Holly Lawford-Smith is a New Zealand–Australian philosopher and author. She is an associate professor in Political Philosophy, University of Melbourne. Lawford-Smith is widely known for her views on transgender rights and self-professed gender critical views, which have been described as transphobia.

==Early life and education==
Lawford-Smith was born in Taupō, New Zealand, and completed her BA (Hons) and MA at the University of Otago in Dunedin, New Zealand. She completed a PhD at the Australian National University (ANU) in Canberra in 2010. She then completed post-doctoral scholarships at Centre for Applied Philosophy and Public Ethics CAPPE, Charles Sturt University and then with the School of Philosophy at ANU (2012-2012).

==Career==
Lawford-Smith then started a permanent job as a lecturer in Philosophy at the University of Sheffield.

Since 2017, Lawford-Smith has worked at the University of Melbourne where she is currently Associate Professor in Political Philosophy in the School of Historical and Philosophical Studies.
Lawford-Smith's work is based on social, moral, and political philosophy, with a primary interest in radical feminism and gender critical feminism.

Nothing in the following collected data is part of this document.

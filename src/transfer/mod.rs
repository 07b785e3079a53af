//! Traced single-request transfers.
//!
//! The transfer layer wraps `reqwest` and reports what happens on the connection
//! to a [`TraceSink`]: informational text, the request head, each response header
//! line and each body chunk. Redirects are followed here rather than inside
//! `reqwest` so that every hop is traced.

mod event;
mod head;

use std::time::Duration;

use reqwest::header::{ACCEPT, HOST, LOCATION, USER_AGENT};
use reqwest::{Method, StatusCode};
use url::Url;

use crate::config::{DEFAULT_USER_AGENT, MAX_REDIRECTS, REDIRECT_STATUS_CODES};
use crate::error_handling::ProbeError;

pub use event::{Category, Direction, Discard, TraceEvent, TraceSink};
use head::{format_header_line, format_request_head, format_status_line};

/// What to request and which parts of the exchange to report.
///
/// Built once from the command line and not modified afterwards.
#[derive(Debug, Clone)]
pub struct RequestDescriptor {
    url: Url,
    method: Method,
    follow_redirects: bool,
    verbose: bool,
    capture_headers: bool,
    capture_body: bool,
}

impl RequestDescriptor {
    /// A GET request for `url` with every feature flag off.
    ///
    /// # Errors
    ///
    /// Returns `ProbeError::InvalidUrl` if `url` does not parse.
    pub fn get(url: &str) -> Result<Self, ProbeError> {
        Self::new(url, Method::GET)
    }

    /// A HEAD request for `url`: headers only, no body is transferred.
    ///
    /// # Errors
    ///
    /// Returns `ProbeError::InvalidUrl` if `url` does not parse.
    pub fn head(url: &str) -> Result<Self, ProbeError> {
        Self::new(url, Method::HEAD)
    }

    fn new(url: &str, method: Method) -> Result<Self, ProbeError> {
        let url = Url::parse(url).map_err(|source| ProbeError::InvalidUrl {
            url: url.to_string(),
            source,
        })?;
        Ok(Self {
            url,
            method,
            follow_redirects: false,
            verbose: false,
            capture_headers: false,
            capture_body: false,
        })
    }

    /// Follow 3xx responses carrying a `Location` header.
    pub fn follow_redirects(mut self, enabled: bool) -> Self {
        self.follow_redirects = enabled;
        self
    }

    /// Emit text and data events.
    pub fn verbose(mut self, enabled: bool) -> Self {
        self.verbose = enabled;
        self
    }

    /// Emit request and response header events.
    pub fn capture_headers(mut self, enabled: bool) -> Self {
        self.capture_headers = enabled;
        self
    }

    /// Keep the final response body in [`TransferOutcome::body`].
    pub fn capture_body(mut self, enabled: bool) -> Self {
        self.capture_body = enabled;
        self
    }
}

/// Result of a completed transfer.
#[derive(Debug, Clone)]
pub struct TransferOutcome {
    /// URL of the last request made.
    pub final_url: Url,
    /// Status of the last response.
    pub status: StatusCode,
    /// Number of redirects followed.
    pub redirects: usize,
    /// Body of the last response; empty unless body capture was requested.
    pub body: Vec<u8>,
}

/// Performs the transfer described by `descriptor`, reporting events to `sink`.
///
/// The whole transfer, redirects included, must finish within `deadline`.
///
/// # Errors
///
/// - `ProbeError::Transfer` for connection, TLS, protocol or body failures
/// - `ProbeError::TransferTimeout` if the deadline passes
/// - `ProbeError::TooManyRedirects` if more than `MAX_REDIRECTS` hops are needed
/// - `ProbeError::Output` if the sink fails
pub async fn execute<S>(
    client: &reqwest::Client,
    descriptor: &RequestDescriptor,
    sink: &mut S,
    deadline: Duration,
) -> Result<TransferOutcome, ProbeError>
where
    S: TraceSink + ?Sized,
{
    match tokio::time::timeout(deadline, perform(client, descriptor, sink)).await {
        Ok(result) => result,
        Err(_) => {
            log::warn!(
                "Transfer to {} timed out after {}s",
                descriptor.url,
                deadline.as_secs()
            );
            Err(ProbeError::TransferTimeout(deadline.as_secs()))
        }
    }
}

async fn perform<S>(
    client: &reqwest::Client,
    descriptor: &RequestDescriptor,
    sink: &mut S,
) -> Result<TransferOutcome, ProbeError>
where
    S: TraceSink + ?Sized,
{
    let mut current = descriptor.url.clone();
    let mut redirects = 0usize;

    loop {
        let host = current.host_str().unwrap_or_default().to_string();
        let request = build_request(client, descriptor.method.clone(), &current)?;
        // Reported only once the request has gone out
        let head = format_request_head(&request);

        log::debug!("{} {}", request.method(), current);
        let mut response = client.execute(request).await?;
        let status = response.status();

        if descriptor.verbose {
            trace_connection(sink, &host, &response)?;
            let text = format!("Sent {} request to {}\n", descriptor.method, current);
            sink.on_event(TraceEvent::Text(&text))?;
        }
        if descriptor.capture_headers {
            sink.on_event(TraceEvent::HeaderOut(head.as_bytes()))?;
            let status_line = format_status_line(response.version(), status);
            sink.on_event(TraceEvent::HeaderIn(status_line.as_bytes()))?;
            for (name, value) in response.headers() {
                let line = format_header_line(name, value);
                sink.on_event(TraceEvent::HeaderIn(line.as_bytes()))?;
            }
            sink.on_event(TraceEvent::HeaderIn(b"\r\n"))?;
        }

        let next = if descriptor.follow_redirects {
            redirect_target(&current, &response)
        } else {
            None
        };

        let mut body = Vec::new();
        if descriptor.method != Method::HEAD {
            while let Some(chunk) = response.chunk().await? {
                if descriptor.verbose {
                    sink.on_event(TraceEvent::DataIn(&chunk))?;
                }
                if descriptor.capture_body && next.is_none() {
                    body.extend_from_slice(&chunk);
                }
            }
        }

        match next {
            Some(next) => {
                if redirects >= MAX_REDIRECTS {
                    return Err(ProbeError::TooManyRedirects(MAX_REDIRECTS));
                }
                redirects += 1;
                if descriptor.verbose {
                    let text = format!("Issue another request to this URL: '{next}'\n");
                    sink.on_event(TraceEvent::Text(&text))?;
                }
                current = next;
            }
            None => {
                if descriptor.verbose {
                    let text = format!("Connection to {host} left intact\n");
                    sink.on_event(TraceEvent::Text(&text))?;
                }
                log::debug!("Transfer finished with {status} after {redirects} redirect(s)");
                return Ok(TransferOutcome {
                    final_url: current,
                    status,
                    redirects,
                    body,
                });
            }
        }
    }
}

/// Builds a request whose headers are all set explicitly, so the traced head
/// is exactly what goes on the wire.
fn build_request(
    client: &reqwest::Client,
    method: Method,
    url: &Url,
) -> Result<reqwest::Request, ProbeError> {
    let authority = &url[url::Position::BeforeHost..url::Position::AfterPort];
    let request = client
        .request(method, url.clone())
        .header(HOST, authority)
        .header(USER_AGENT, DEFAULT_USER_AGENT)
        .header(ACCEPT, "*/*")
        .build()?;
    Ok(request)
}

/// Emits text events describing the peer and, over TLS, its certificate.
fn trace_connection<S>(
    sink: &mut S,
    host: &str,
    response: &reqwest::Response,
) -> Result<(), ProbeError>
where
    S: TraceSink + ?Sized,
{
    if let Some(addr) = response.remote_addr() {
        let text = format!("Connected to {host} ({}) port {}\n", addr.ip(), addr.port());
        sink.on_event(TraceEvent::Text(&text))?;
    }

    let leaf = response
        .extensions()
        .get::<reqwest::tls::TlsInfo>()
        .and_then(|info| info.peer_certificate());
    if let Some(der) = leaf {
        match crate::tls::describe_certificate(der) {
            Ok(details) => {
                let text = format!(
                    "Server certificate:\n subject: {}\n issuer: {}\n expire date: {}\n",
                    details.subject, details.issuer, details.not_after
                );
                sink.on_event(TraceEvent::Text(&text))?;
            }
            Err(e) => log::debug!("Could not describe server certificate for {host}: {e:#}"),
        }
    }
    Ok(())
}

/// Returns the absolute redirect target if `response` is a redirect with a usable `Location`.
fn redirect_target(current: &Url, response: &reqwest::Response) -> Option<Url> {
    if !REDIRECT_STATUS_CODES.contains(&response.status().as_u16()) {
        return None;
    }
    let Some(location) = response.headers().get(LOCATION) else {
        log::warn!(
            "Redirect status {} for {} but no Location header",
            response.status(),
            current
        );
        return None;
    };
    let location = match location.to_str() {
        Ok(location) => location,
        Err(_) => {
            log::warn!("Non-ASCII Location header from {current}, not following");
            return None;
        }
    };
    match current.join(location) {
        Ok(next) => Some(next),
        Err(e) => {
            log::warn!("Cannot follow Location {location:?} from {current}: {e}");
            None
        }
    }
}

In February 2021, Lawford-Smith launched a website called "No Conflict, They Said" that collects anonymous, unverified stories of the purported impacts of transgender women using women-only spaces. Concerned that the website used isolated and specific (unverified) examples of misconduct to represent transgender women generally as a threat or nuisance, a number of academics from her institution signed an open letter to the University of Melbourne's leadership condemning the website as transphobic, and arguing that it "contravenes the University's Appropriate Workplace Behaviour Policy and raises serious questions about research integrity at the University." In February 2021 The Sydney Morning Herald stated that the site was calling for cis women to share stories about feeling threatened by trans women, that most narratives referred to trans women as "men" and that many of the narratives were about encounters in toilets.

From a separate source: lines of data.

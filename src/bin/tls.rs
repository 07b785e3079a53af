use std::process::ExitCode;

use netprobe::app::run_probe;
use netprobe::Probe;

#[tokio::main(flavor = "current_thread")]
async fn main() -> ExitCode {
    run_probe(Probe::Tls).await
}
//! DNS resolver initialization.
//!
//! This module provides functions to initialize the DNS resolver with proper
//! timeout configuration.

use std::time::Duration;

use hickory_resolver::config::{LookupIpStrategy, ResolverConfig, ResolverOpts};
use hickory_resolver::system_conf::read_system_conf;
use hickory_resolver::TokioAsyncResolver;

use crate::config::{DNS_ATTEMPTS, DNS_TIMEOUT_SECS};

/// Initializes the DNS resolver for hostname lookups.
///
/// Uses the host's resolver configuration (`/etc/resolv.conf`, hosts file) so
/// results match what the operating system would return. Falls back to the
/// default configuration (Google DNS) when the system configuration cannot be read.
///
/// The resolver only returns IPv4 addresses and fails fast:
/// - per-query timeout of `DNS_TIMEOUT_SECS`
/// - `DNS_ATTEMPTS` attempts
/// - `ndots` of 0 so no search domains are appended
pub fn init_resolver() -> TokioAsyncResolver {
    let (config, mut opts) = match read_system_conf() {
        Ok(conf) => conf,
        Err(e) => {
            log::warn!("Failed to read system DNS configuration, using defaults: {e}");
            (ResolverConfig::default(), ResolverOpts::default())
        }
    };

    opts.timeout = Duration::from_secs(DNS_TIMEOUT_SECS);
    opts.attempts = DNS_ATTEMPTS;
    opts.ndots = 0;
    opts.ip_strategy = LookupIpStrategy::Ipv4Only;
    opts.use_hosts_file = true;

    TokioAsyncResolver::tokio(config, opts)
}
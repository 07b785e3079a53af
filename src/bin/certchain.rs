use std::process::ExitCode;

use netprobe::app::run_probe;
use netprobe::Probe;

#[tokio::main(flavor = "current_thread")]
async fn main() -> ExitCode {
    run_probe(Probe::Certchain).await
}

In May 2022, Oxford University Press (OUP) published Lawford-Smith's book, Gender-Critical Feminism, despite petitions objecting to its publication. The OUP responded to these petitions by asserting that Lawford-Smith's book is a work of rigorous scholarship and not merely polemical as the petitions claimed. Gender-Critical Feminism was released in the U.K. on 12 May 2022.

Lawford-Smith is on the editorial board of The Journal of Political Philosophy and Journal of Controversial Ideas. She is also a monthly contributor at Quillette.

==Selected works==
- Lawford-Smith, Holly (2012). "Global Justice"
- Lawford-Smith, Holly (2019). "Not in Their Name: Are Citizens Culpable for Their States' Actions?"
- Lawford-Smith, Holly (2022). Gender-Critical Feminism. Oxford University Press. ISBN 9780198863885.
- Lawford-Smith, Holly (2023). Sex Matters: Essays in Gender-Critical Philosophy. Oxford University Press. ISBN 9780192896131.